> [INSTRUCTIONS FOR THE TASK]: Going through the records that follow, please count the lines with "projects" in them and give only the count.

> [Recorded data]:
┄┄┄┄┄┄┄┄┄┄┄┄┄┄┄┄┄┄┄┄
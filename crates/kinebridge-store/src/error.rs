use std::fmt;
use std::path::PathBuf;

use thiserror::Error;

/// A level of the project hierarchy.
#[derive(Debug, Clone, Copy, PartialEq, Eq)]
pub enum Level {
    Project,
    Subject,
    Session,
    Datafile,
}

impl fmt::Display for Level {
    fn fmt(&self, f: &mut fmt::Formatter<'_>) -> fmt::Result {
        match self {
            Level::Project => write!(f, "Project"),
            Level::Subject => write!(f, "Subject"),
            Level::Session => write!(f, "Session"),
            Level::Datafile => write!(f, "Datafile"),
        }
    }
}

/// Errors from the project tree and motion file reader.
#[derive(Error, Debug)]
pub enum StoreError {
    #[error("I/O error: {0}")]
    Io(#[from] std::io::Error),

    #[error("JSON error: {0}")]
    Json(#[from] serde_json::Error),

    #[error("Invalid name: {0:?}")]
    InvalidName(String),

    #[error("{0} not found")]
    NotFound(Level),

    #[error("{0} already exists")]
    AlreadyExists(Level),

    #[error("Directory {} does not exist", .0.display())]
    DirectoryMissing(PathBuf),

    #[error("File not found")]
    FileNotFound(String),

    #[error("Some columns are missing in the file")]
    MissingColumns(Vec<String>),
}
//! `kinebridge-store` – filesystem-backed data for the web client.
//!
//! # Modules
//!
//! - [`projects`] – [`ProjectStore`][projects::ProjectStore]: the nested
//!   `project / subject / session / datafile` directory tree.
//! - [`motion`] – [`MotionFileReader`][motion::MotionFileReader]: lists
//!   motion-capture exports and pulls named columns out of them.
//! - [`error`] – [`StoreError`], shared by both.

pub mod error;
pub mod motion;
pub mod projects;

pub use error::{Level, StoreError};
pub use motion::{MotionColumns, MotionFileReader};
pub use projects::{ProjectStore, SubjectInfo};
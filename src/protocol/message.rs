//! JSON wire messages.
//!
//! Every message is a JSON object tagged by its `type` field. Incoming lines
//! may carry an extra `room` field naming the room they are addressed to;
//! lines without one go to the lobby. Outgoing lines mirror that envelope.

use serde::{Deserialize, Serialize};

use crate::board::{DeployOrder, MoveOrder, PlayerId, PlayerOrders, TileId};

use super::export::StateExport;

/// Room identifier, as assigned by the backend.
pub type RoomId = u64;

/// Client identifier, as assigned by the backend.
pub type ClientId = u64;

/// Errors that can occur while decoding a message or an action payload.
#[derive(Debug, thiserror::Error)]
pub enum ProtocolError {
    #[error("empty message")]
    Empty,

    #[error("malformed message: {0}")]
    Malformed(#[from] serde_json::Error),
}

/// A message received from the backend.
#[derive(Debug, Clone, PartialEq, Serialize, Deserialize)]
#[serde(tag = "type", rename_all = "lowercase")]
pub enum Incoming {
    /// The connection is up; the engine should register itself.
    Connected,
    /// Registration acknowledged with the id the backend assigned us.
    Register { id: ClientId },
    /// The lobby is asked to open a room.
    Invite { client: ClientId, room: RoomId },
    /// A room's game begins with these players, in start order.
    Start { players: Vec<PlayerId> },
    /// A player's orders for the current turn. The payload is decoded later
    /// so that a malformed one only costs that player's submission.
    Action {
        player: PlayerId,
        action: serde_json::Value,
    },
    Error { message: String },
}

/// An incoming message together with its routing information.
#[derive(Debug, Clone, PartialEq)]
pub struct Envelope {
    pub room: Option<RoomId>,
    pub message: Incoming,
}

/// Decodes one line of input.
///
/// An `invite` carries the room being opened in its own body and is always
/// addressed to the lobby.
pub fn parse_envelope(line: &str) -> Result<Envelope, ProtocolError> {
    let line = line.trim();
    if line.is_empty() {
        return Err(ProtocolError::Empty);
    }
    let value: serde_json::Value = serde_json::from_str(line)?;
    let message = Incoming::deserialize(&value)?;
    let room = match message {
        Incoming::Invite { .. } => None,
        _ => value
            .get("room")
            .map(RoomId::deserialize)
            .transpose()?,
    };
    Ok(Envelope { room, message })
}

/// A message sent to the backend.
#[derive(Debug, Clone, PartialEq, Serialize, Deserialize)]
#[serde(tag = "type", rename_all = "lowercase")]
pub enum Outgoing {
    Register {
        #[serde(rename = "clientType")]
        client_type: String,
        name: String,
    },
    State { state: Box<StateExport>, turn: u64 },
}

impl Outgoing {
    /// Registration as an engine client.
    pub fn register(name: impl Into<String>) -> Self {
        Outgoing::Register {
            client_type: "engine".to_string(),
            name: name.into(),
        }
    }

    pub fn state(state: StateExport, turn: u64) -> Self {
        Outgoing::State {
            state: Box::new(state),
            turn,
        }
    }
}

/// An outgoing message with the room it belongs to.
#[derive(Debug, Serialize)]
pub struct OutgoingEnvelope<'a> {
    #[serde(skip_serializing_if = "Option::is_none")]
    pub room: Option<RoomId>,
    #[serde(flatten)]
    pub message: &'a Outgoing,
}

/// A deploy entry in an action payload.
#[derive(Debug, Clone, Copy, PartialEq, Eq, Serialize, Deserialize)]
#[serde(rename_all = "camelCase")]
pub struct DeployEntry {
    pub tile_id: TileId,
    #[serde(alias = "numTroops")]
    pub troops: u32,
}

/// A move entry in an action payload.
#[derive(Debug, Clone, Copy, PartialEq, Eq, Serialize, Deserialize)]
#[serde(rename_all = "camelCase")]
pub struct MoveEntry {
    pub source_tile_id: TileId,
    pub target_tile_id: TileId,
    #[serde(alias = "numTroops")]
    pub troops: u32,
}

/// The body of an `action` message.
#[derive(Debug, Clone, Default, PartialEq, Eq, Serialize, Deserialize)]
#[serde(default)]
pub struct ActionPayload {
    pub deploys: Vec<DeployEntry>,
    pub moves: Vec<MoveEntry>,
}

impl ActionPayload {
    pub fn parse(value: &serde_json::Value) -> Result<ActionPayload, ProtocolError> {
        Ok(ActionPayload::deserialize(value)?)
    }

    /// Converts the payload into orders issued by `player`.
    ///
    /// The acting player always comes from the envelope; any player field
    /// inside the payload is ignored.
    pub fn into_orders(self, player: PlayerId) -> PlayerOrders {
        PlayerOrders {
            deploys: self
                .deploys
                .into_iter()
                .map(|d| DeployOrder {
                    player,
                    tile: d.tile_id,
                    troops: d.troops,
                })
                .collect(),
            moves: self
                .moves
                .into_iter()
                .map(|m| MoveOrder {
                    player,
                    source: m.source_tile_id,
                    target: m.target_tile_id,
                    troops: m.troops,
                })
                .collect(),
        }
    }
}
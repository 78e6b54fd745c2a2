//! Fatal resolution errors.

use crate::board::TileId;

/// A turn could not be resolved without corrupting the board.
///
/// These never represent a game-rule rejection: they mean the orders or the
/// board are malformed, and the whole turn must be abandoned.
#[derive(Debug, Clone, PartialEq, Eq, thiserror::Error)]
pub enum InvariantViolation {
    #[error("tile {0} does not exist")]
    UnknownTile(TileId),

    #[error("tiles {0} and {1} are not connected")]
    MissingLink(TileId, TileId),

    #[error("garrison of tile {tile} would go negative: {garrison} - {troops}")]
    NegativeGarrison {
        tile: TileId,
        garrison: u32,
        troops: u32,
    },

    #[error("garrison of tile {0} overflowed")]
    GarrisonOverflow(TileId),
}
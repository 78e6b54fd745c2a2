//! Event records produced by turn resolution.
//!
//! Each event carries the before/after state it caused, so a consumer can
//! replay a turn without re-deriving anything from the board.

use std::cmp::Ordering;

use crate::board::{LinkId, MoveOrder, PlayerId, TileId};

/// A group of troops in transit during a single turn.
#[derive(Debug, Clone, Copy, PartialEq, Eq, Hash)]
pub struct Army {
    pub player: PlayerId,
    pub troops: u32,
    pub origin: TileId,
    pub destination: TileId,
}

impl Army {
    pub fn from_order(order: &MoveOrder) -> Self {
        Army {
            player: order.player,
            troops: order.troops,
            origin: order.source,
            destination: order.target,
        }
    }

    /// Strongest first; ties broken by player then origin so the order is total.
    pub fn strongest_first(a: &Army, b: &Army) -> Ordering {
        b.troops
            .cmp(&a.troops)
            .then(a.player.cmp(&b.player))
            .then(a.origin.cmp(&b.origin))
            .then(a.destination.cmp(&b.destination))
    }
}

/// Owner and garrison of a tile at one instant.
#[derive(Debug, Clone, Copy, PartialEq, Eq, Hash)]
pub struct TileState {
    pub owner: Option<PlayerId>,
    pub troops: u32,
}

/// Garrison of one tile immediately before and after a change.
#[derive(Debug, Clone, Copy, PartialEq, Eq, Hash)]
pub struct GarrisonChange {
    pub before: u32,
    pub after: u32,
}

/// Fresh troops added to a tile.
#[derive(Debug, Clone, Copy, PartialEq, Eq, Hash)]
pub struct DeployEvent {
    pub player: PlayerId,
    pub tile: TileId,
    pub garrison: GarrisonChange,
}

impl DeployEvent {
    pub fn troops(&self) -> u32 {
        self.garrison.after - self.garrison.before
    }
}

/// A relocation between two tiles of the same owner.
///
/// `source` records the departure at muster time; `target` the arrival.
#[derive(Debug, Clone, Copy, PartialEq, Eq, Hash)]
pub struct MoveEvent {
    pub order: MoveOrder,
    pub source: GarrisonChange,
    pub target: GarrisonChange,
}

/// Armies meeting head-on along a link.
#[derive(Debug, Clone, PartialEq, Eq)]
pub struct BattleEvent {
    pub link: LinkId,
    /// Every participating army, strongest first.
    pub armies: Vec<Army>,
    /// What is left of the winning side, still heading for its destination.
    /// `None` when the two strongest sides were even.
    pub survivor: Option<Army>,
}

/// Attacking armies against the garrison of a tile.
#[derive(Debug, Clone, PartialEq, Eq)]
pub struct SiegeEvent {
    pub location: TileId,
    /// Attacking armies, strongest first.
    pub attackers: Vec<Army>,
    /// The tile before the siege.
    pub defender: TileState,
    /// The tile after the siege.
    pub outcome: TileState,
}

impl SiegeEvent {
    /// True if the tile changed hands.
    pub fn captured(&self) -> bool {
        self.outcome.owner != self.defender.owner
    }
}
┄┄┄┄┄┄┄┄┄┄┄┄┄┄┄┄┄┄┄┄
> [SOLUTION TO THIS EXERCISE]: 3